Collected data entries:
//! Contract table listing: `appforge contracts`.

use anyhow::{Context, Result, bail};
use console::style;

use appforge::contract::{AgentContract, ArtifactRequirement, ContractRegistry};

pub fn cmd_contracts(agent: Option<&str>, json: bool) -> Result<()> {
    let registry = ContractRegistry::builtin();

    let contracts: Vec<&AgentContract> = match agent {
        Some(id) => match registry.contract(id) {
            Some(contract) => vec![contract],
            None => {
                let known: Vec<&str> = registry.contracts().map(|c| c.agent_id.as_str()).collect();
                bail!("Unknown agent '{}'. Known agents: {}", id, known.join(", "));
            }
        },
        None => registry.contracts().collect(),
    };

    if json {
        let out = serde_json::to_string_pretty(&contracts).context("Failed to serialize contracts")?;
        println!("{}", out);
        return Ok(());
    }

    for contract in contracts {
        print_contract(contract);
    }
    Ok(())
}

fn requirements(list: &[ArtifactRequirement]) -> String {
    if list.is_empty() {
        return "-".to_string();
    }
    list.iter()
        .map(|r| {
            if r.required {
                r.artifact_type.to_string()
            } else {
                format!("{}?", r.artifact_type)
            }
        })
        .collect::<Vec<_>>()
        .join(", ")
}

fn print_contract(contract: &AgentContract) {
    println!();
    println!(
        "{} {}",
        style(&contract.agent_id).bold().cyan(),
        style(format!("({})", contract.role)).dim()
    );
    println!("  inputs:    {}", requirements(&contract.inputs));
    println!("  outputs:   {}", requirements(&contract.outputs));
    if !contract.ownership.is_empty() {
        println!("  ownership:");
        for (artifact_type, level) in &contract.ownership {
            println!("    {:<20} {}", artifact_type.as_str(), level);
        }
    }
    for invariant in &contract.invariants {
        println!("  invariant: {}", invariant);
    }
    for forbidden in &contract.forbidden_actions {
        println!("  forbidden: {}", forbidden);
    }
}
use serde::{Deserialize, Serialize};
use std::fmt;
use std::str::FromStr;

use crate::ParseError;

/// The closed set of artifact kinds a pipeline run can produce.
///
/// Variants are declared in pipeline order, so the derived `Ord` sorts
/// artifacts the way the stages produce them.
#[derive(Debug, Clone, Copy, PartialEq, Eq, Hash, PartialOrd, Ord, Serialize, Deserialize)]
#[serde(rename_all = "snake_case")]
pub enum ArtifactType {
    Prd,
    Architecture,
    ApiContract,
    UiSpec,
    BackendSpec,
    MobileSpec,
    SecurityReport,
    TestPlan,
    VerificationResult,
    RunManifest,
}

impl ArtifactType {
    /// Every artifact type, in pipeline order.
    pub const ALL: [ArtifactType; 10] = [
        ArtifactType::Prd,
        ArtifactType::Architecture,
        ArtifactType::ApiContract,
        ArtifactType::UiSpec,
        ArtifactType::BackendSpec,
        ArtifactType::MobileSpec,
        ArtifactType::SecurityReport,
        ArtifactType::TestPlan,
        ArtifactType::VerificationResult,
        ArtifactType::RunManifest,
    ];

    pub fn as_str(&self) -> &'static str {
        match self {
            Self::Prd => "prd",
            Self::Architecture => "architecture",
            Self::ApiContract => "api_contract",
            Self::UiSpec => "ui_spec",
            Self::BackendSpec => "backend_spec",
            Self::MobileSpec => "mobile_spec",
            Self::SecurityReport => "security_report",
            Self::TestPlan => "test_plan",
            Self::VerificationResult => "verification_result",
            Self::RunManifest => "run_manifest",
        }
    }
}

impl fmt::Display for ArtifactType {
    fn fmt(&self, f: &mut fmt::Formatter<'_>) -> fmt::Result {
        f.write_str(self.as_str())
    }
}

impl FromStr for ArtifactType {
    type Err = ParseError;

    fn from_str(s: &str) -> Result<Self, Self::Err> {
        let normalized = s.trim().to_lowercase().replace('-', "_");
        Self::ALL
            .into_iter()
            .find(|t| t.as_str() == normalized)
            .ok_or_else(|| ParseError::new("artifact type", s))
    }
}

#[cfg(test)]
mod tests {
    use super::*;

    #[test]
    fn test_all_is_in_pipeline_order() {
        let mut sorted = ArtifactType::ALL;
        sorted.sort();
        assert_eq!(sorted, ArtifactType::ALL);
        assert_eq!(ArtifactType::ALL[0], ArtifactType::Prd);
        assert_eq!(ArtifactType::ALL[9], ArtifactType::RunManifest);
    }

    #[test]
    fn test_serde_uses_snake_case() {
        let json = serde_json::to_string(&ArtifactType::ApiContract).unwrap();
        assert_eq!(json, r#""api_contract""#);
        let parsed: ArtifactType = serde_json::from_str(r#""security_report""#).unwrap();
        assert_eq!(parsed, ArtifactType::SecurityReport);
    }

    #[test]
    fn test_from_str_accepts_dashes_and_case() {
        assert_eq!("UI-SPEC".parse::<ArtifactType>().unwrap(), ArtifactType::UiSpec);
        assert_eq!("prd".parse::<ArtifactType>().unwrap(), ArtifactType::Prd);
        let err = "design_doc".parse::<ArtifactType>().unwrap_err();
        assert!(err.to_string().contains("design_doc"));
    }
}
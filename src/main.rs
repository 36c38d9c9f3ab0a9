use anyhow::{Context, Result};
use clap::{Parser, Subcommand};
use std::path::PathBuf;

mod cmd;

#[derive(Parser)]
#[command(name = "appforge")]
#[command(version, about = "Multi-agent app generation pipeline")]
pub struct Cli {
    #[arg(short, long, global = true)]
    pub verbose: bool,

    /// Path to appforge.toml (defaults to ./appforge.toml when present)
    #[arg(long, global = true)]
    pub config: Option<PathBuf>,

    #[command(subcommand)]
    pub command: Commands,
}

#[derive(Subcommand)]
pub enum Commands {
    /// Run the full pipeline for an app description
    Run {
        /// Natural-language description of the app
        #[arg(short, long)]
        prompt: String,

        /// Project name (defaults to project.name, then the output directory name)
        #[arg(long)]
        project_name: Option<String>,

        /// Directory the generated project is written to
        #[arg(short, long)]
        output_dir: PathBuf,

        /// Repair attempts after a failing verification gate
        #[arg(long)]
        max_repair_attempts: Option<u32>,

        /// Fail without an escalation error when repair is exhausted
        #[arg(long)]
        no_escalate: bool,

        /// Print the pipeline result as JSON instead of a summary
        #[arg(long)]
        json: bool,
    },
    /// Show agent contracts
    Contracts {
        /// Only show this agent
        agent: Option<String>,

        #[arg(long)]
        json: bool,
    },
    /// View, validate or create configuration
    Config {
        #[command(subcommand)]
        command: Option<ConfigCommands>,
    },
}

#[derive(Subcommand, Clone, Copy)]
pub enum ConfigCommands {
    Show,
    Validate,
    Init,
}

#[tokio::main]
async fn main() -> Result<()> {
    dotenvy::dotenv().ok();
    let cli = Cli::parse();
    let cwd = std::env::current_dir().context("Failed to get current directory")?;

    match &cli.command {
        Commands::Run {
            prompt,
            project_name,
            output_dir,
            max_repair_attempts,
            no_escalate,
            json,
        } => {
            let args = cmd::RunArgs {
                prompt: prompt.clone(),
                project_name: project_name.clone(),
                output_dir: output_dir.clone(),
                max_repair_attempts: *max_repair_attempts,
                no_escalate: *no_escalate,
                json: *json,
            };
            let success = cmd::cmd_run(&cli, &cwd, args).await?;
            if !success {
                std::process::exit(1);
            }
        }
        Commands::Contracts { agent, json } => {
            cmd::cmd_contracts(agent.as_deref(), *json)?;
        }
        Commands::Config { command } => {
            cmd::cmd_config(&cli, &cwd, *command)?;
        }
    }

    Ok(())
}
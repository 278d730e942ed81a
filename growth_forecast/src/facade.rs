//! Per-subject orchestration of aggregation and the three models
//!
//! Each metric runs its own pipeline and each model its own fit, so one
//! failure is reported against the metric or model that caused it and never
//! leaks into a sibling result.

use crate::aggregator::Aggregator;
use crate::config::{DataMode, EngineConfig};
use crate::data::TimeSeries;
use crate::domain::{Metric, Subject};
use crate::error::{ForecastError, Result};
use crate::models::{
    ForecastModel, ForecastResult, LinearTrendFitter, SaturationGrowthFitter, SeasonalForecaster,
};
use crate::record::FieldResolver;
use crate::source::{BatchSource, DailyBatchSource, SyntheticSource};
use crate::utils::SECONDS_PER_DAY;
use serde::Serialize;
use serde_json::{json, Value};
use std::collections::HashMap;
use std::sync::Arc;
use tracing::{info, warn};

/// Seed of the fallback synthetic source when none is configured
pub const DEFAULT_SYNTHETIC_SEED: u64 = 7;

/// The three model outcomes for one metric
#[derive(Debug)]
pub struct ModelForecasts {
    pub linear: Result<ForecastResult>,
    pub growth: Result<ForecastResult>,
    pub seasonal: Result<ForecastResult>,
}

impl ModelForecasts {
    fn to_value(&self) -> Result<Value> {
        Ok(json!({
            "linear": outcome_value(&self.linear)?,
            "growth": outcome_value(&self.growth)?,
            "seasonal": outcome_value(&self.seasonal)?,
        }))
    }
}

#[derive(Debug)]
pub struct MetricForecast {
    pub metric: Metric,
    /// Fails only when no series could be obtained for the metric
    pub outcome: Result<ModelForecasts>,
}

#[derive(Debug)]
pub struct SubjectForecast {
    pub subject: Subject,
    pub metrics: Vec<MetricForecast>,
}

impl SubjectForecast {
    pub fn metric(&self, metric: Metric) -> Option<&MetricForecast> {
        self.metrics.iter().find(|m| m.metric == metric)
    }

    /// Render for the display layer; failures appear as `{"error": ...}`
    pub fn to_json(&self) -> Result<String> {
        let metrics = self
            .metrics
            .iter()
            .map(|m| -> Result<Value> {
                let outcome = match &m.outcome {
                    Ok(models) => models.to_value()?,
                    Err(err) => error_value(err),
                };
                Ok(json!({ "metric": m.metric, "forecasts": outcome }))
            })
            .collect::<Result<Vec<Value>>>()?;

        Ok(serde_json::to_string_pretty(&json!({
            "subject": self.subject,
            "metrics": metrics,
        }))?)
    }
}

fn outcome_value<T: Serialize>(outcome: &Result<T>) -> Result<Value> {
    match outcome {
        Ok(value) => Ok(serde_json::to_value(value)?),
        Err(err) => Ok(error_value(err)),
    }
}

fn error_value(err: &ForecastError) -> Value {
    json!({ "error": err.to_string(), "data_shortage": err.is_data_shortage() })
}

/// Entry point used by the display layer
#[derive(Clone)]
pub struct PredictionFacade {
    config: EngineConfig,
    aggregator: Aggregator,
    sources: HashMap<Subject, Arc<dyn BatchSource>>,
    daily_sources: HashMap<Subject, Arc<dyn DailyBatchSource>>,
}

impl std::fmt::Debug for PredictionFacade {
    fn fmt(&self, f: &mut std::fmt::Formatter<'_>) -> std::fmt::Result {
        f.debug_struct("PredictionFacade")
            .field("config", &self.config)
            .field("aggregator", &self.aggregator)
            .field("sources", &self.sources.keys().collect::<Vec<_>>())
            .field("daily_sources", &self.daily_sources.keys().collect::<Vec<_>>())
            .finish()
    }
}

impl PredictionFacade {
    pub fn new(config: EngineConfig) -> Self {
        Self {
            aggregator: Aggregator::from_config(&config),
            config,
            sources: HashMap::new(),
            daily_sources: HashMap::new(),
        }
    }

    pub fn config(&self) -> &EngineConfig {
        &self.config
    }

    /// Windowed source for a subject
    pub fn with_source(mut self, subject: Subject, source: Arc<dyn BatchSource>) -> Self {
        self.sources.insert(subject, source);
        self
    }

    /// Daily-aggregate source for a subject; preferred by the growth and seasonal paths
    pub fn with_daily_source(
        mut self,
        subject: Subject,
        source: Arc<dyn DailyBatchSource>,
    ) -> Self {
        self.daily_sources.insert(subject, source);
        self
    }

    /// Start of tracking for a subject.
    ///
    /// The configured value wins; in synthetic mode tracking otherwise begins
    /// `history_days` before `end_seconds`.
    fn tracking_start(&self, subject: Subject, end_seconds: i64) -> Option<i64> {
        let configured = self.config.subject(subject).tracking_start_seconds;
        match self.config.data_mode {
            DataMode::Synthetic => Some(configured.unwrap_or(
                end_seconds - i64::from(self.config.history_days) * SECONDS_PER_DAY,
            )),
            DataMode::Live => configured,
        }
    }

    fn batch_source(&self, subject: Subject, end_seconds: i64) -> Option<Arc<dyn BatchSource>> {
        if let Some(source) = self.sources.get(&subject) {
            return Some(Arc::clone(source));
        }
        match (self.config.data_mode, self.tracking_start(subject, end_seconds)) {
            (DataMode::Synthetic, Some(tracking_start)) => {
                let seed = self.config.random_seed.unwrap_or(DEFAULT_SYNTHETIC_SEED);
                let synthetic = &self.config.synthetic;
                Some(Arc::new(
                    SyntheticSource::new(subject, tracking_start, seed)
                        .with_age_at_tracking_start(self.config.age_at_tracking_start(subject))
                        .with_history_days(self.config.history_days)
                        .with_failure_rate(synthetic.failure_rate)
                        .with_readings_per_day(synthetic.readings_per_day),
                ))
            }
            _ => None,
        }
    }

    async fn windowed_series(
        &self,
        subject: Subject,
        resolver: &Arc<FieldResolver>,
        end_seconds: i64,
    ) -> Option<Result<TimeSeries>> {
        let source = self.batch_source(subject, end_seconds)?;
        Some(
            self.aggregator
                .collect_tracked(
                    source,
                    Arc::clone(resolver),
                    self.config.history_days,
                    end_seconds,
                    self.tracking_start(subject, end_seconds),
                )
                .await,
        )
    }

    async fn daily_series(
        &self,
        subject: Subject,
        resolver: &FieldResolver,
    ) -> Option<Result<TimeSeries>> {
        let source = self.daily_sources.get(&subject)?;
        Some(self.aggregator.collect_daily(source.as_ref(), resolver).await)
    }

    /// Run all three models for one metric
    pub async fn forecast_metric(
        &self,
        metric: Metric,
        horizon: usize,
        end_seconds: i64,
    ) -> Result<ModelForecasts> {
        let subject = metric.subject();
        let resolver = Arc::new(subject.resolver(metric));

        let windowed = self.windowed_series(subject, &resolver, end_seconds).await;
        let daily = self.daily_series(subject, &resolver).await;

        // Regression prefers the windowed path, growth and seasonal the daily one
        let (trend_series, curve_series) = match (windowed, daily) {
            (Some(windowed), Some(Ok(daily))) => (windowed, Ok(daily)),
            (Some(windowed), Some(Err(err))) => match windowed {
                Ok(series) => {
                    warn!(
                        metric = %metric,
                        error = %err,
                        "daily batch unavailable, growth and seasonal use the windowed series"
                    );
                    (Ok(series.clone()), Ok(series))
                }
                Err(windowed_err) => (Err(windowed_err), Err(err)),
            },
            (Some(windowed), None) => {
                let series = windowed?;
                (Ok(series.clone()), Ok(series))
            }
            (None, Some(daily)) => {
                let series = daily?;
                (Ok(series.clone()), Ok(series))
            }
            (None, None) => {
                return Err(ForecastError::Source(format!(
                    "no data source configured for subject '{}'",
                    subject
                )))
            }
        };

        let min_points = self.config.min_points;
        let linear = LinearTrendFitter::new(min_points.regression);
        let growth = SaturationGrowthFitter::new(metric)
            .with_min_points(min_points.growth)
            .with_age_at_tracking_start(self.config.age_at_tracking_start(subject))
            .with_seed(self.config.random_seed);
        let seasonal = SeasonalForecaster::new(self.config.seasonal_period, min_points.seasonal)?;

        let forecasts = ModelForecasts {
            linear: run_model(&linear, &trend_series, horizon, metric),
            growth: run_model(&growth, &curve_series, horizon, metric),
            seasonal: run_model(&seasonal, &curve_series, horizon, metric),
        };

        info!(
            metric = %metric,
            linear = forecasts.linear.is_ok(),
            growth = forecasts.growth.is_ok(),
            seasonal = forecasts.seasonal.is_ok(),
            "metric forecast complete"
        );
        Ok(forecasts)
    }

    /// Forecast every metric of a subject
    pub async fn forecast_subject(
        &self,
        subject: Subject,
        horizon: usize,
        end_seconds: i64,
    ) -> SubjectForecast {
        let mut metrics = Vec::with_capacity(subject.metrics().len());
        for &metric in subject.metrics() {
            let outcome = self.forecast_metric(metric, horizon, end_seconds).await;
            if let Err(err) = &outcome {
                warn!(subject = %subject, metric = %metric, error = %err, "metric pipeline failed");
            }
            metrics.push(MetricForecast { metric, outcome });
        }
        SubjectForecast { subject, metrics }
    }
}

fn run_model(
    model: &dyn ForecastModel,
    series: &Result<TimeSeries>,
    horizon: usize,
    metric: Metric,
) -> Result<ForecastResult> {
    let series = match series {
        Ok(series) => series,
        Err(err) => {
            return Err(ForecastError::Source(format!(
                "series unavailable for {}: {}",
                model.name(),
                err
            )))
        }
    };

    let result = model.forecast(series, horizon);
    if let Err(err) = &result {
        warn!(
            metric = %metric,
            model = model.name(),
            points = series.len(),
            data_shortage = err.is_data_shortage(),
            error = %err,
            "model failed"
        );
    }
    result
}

- The task
Reproduce each line of the data containing the word "HashMap".

- Output of the exercise
use std::collections::HashMap;
    sources: HashMap<Subject, Arc<dyn BatchSource>>,
    daily_sources: HashMap<Subject, Arc<dyn DailyBatchSource>>,
            sources: HashMap::new(),
            daily_sources: HashMap::new(),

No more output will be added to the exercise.